A twelve-year-old boy on the outdoor basketball court does not envy the success of the NBA star. The recent college star who failed to make a pro team might. That's not a comment on Ms Ehrenreich's character, just one on human nature.

Tuesday, February 20, 2007

It's really not worth noting the controversy which led up to this, but Peter Leithart's post here on vulgar language exactly echoes my own sentiments. As a baptist youngster I certainly bought into the idea of prohibited words, but through college and beyond I began to reason out many of these same ideas Peter mentions. I think there must be some sort of Aristotelian mean here. One should not be the sort of person who is known for telling dirty jokes, but one should not be a prude either.

Working with high school students over the last few years has made me both more sensitive to this question and more convinced of the general position. Also, being pastored by David Bowen, one who is not the least afraid to either mention a vulgar word in a sermon or to preach on sexual passages in the scriptures, has been helpful. I can't say often enough that I have the best pastor in the world :)

Saturday, February 17, 2007

Worth reading: Po Bronson on recent research on the effects of praise on children. We had discussed this in a general way in my ESL teaching program, but I was unaware of this research.

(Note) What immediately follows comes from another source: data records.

use std::fs;

use predicates::prelude::PredicateBooleanExt;
use predicates::str::contains;
use tempfile::TempDir;

fn config_file(dir: &TempDir, contents: &str) -> std::path::PathBuf {
    let path = dir.path().join("config.toml");
    fs::write(&path, contents).expect("failed to write config");
    path
}

#[test]
fn help_lists_subcommands() {
    assert_cmd::cargo::cargo_bin_cmd!("kubestrap")
        .arg("--help")
        .assert()
        .success()
        .stdout(contains("install-master"))
        .stdout(contains("join"))
        .stdout(contains("reset"));
}

#[test]
fn join_requires_credentials() {
    assert_cmd::cargo::cargo_bin_cmd!("kubestrap")
        .args(["join", "--api-server", "10.0.0.1:6443"])
        .assert()
        .failure()
        .stderr(contains("--token"));
}

#[test]
fn unknown_cni_is_rejected() {
    assert_cmd::cargo::cargo_bin_cmd!("kubestrap")
        .args(["install-master", "--cni", "weave"])
        .assert()
        .failure()
        .stderr(contains("weave"));
}

#[test]
fn invalid_config_reports_cause_chain() {
    let dir = TempDir::new().expect("failed to create temp dir");
    let config = config_file(&dir, "[cluster]\ncni = \"flannel\"\nbogus = 1\n");

    assert_cmd::cargo::cargo_bin_cmd!("kubestrap")
        .arg("--config")
        .arg(&config)
        .arg("reset")
        .assert()
        .code(1)
        .stderr(contains("error: invalid configuration"))
        .stderr(contains("caused by:"));
}

#[test]
fn unknown_package_manager_in_config_fails() {
    let dir = TempDir::new().expect("failed to create temp dir");
    let config = config_file(&dir, "[runtime]\npackage_manager = \"pacman\"\n");

    assert_cmd::cargo::cargo_bin_cmd!("kubestrap")
        .arg("--config")
        .arg(&config)
        .arg("reset")
        .assert()
        .code(1)
        .stderr(contains("pacman"));
}

#[test]
fn reset_without_terminal_declines_and_exits_zero() {
    let dir = TempDir::new().expect("failed to create temp dir");
    let config = config_file(&dir, "[runtime]\npackage_manager = \"apt\"\n");
    let log_dir = dir.path().join("logs");

    assert_cmd::cargo::cargo_bin_cmd!("kubestrap")
        .env("KUBESTRAP_NO_TTY", "1")
        .arg("--config")
        .arg(&config)
        .arg("--log-dir")
        .arg(&log_dir)
        .arg("reset")
        .assert()
        .success()
        .stdout(contains("Aborted by user; no changes were made."))
        .stdout(contains("Audit log:").not());

    assert!(!log_dir.exists());
}

#[test]
fn declined_reset_skips_setup_that_would_fail() {
    let dir = TempDir::new().expect("failed to create temp dir");
    let blocker = dir.path().join("not-a-dir");
    fs::write(&blocker, "").expect("failed to write blocker file");
    let config = config_file(&dir, "");

    assert_cmd::cargo::cargo_bin_cmd!("kubestrap")
        .env("KUBESTRAP_NO_TTY", "1")
        .env("PATH", dir.path())
        .arg("--config")
        .arg(&config)
        .arg("--log-dir")
        .arg(blocker.join("logs"))
        .arg("reset")
        .assert()
        .success()
        .stdout(contains("Aborted by user; no changes were made."))
        .stderr(contains("error:").not());
}
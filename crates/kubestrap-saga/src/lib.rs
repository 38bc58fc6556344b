//! Step pipeline with reverse-order compensation.
//!
//! A [`Pipeline`] runs an ordered list of [`Step`]s against a shared context.
//! Each step that mutates the host registers [`CompensatingAction`]s on a
//! [`CompensationStack`]. When a fatal step fails, the [`RollbackController`]
//! applies every registered action in reverse order, then restarts services
//! that were running before the pipeline started. Everything is recorded in
//! an [`AuditLog`].

mod audit;
mod builder;
mod compensation;
mod error;
mod gate;
mod pipeline;
mod rollback;
mod service;
mod step;

pub use audit::{AuditEvent, AuditLevel, AuditLog, AuditRecord, WARNING_PREFIX, scan_warnings};
pub use builder::{Empty, HasSteps, PipelineBuilder};
pub use compensation::{ActionResult, CompensatingAction, CompensationStack};
pub use error::{ActionError, StepError};
pub use gate::{AssumeNo, AssumeYes, ConfirmationGate};
pub use pipeline::{Pipeline, PipelineRunState, RunOutcome, RunReport};
pub use rollback::{RollbackController, RollbackPhase, RollbackReport, ServiceRestore};
pub use service::{ServiceControl, ServiceSnapshot, ServiceState};
pub use step::{Criticality, FnStep, Step};
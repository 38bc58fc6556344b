use std::fmt;

use indexmap::IndexMap;

use crate::error::ActionError;

#[derive(Debug, Clone, Copy, PartialEq, Eq)]
pub enum ServiceState {
    Active,
    Inactive,
}

impl fmt::Display for ServiceState {
    fn fmt(&self, f: &mut fmt::Formatter<'_>) -> fmt::Result {
        match self {
            Self::Active => write!(f, "active"),
            Self::Inactive => write!(f, "inactive"),
        }
    }
}

/// Probe and restart host services.
///
/// Implemented by the pipeline context so the runner can capture service
/// state before the first step and the rollback controller can restore it.
pub trait ServiceControl {
    fn is_active(&self, service: &str) -> bool;

    /// # Errors
    ///
    /// Returns an error if the service could not be started.
    fn start(&self, service: &str) -> Result<(), ActionError>;
}

/// Liveness of the watched services, keyed in probe order.
#[derive(Debug, Clone, Default, PartialEq, Eq)]
pub struct ServiceSnapshot {
    states: IndexMap<String, ServiceState>,
}

impl ServiceSnapshot {
    #[must_use]
    pub fn new() -> Self {
        Self::default()
    }

    /// Probe every service through `control`.
    pub fn capture<C, S>(control: &C, services: &[S]) -> Self
    where
        C: ServiceControl + ?Sized,
        S: AsRef<str>,
    {
        let states = services
            .iter()
            .map(|service| {
                let service = service.as_ref();
                let state = if control.is_active(service) {
                    ServiceState::Active
                } else {
                    ServiceState::Inactive
                };
                (service.to_string(), state)
            })
            .collect();
        Self { states }
    }

    pub fn insert(&mut self, service: impl Into<String>, state: ServiceState) {
        self.states.insert(service.into(), state);
    }

    #[must_use]
    pub fn get(&self, service: &str) -> Option<ServiceState> {
        self.states.get(service).copied()
    }

    pub fn iter(&self) -> impl Iterator<Item = (&str, ServiceState)> {
        self.states.iter().map(|(name, state)| (name.as_str(), *state))
    }

    /// Services that were active when the snapshot was taken.
    pub fn active(&self) -> impl Iterator<Item = &str> {
        self.iter()
            .filter(|(_, state)| *state == ServiceState::Active)
            .map(|(name, _)| name)
    }

    #[must_use]
    pub fn is_empty(&self) -> bool {
        self.states.is_empty()
    }
}

#[cfg(test)]
mod tests {
    use std::collections::HashSet;

    use super::*;

    struct FixedServices {
        active: HashSet<&'static str>,
    }

    impl ServiceControl for FixedServices {
        fn is_active(&self, service: &str) -> bool {
            self.active.contains(service)
        }

        fn start(&self, _service: &str) -> Result<(), ActionError> {
            Ok(())
        }
    }

    #[test]
    fn capture_probes_in_order() {
        let control = FixedServices {
            active: HashSet::from(["containerd"]),
        };

        let snapshot = ServiceSnapshot::capture(&control, &["kubelet", "containerd", "docker"]);

        let probed: Vec<_> = snapshot.iter().collect();
        assert_eq!(
            probed,
            vec![
                ("kubelet", ServiceState::Inactive),
                ("containerd", ServiceState::Active),
                ("docker", ServiceState::Inactive),
            ]
        );
    }

    #[test]
    fn active_filters_inactive_services() {
        let mut snapshot = ServiceSnapshot::new();
        snapshot.insert("kubelet", ServiceState::Active);
        snapshot.insert("docker", ServiceState::Inactive);

        let active: Vec<_> = snapshot.active().collect();

        assert_eq!(active, vec!["kubelet"]);
        assert_eq!(snapshot.get("docker"), Some(ServiceState::Inactive));
        assert_eq!(snapshot.get("containerd"), None);
    }
}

Tuesday, February 13, 2007

For your edification, here are the 10 worst drivers ever caught on video. Don't laugh, it could be you next.

Sunday, February 11, 2007

I wonder how many profs from the conservative presbyterian seminaries will be attending this? I don't mean that as accusatory, since I don't know ANY profs at these seminaries myself except through casual introduction or by reputation. It frankly looks like it would be a good conference for anyone seriously interested in reformation history.

Tuesday, January 30, 2007

I think Todd's post here is appropriate to any and all theological discussions going on.
BBC readio last night was discussing recent legislative changes (or proposed changes?) allowing for much larger casinos. The interesting bit was their guest interview with someone from a recent american national impact study group on gambling. I had no idea that such a study had been conducted, though I had heard about recent crackdowns on online gambling. Anyhow, this study group was recommending a moratorium on all new forms of legal gambling in the US. The BBC reporter asked whether allowing large casinos did not bring jobs and revenue into communities. The american rightly and eloquently pointed out that casinos do not create wealth, they merely transfer it to casino owners. They also have the effect of taking money which would have been spent on consumer goods of various kinds OUT of the local economy, which has a multiplier effect (you might want to take a macro-econ class if you aren't familiar with this). So, for every million dollars spent in a casino, that could be 3 or 4 or more million which is taken out of the local economy.

Thursday, January 25, 2007

Overheard at lunch as two college age females walked by my table: ". . .so that's when I broke up with him even though TECHNICALLY at that time I didn't HAVE a reason . . ."

I can't help thinking that he might be better off now.

Wednesday, January 24, 2007

I was just thinking that an interesting use of identity theft would be to just be cruel to someone rather than trying to profit. If you had someone's credit card info and address, you could simply buy lots of things online and have it all sent to them. They would have a hard time both in getting it all returned as well as trying to convince merchants that someone else was responsible.

Wednesday, January 17, 2007

What better way to return to blogging than to point out this post on the menace known as scented candles?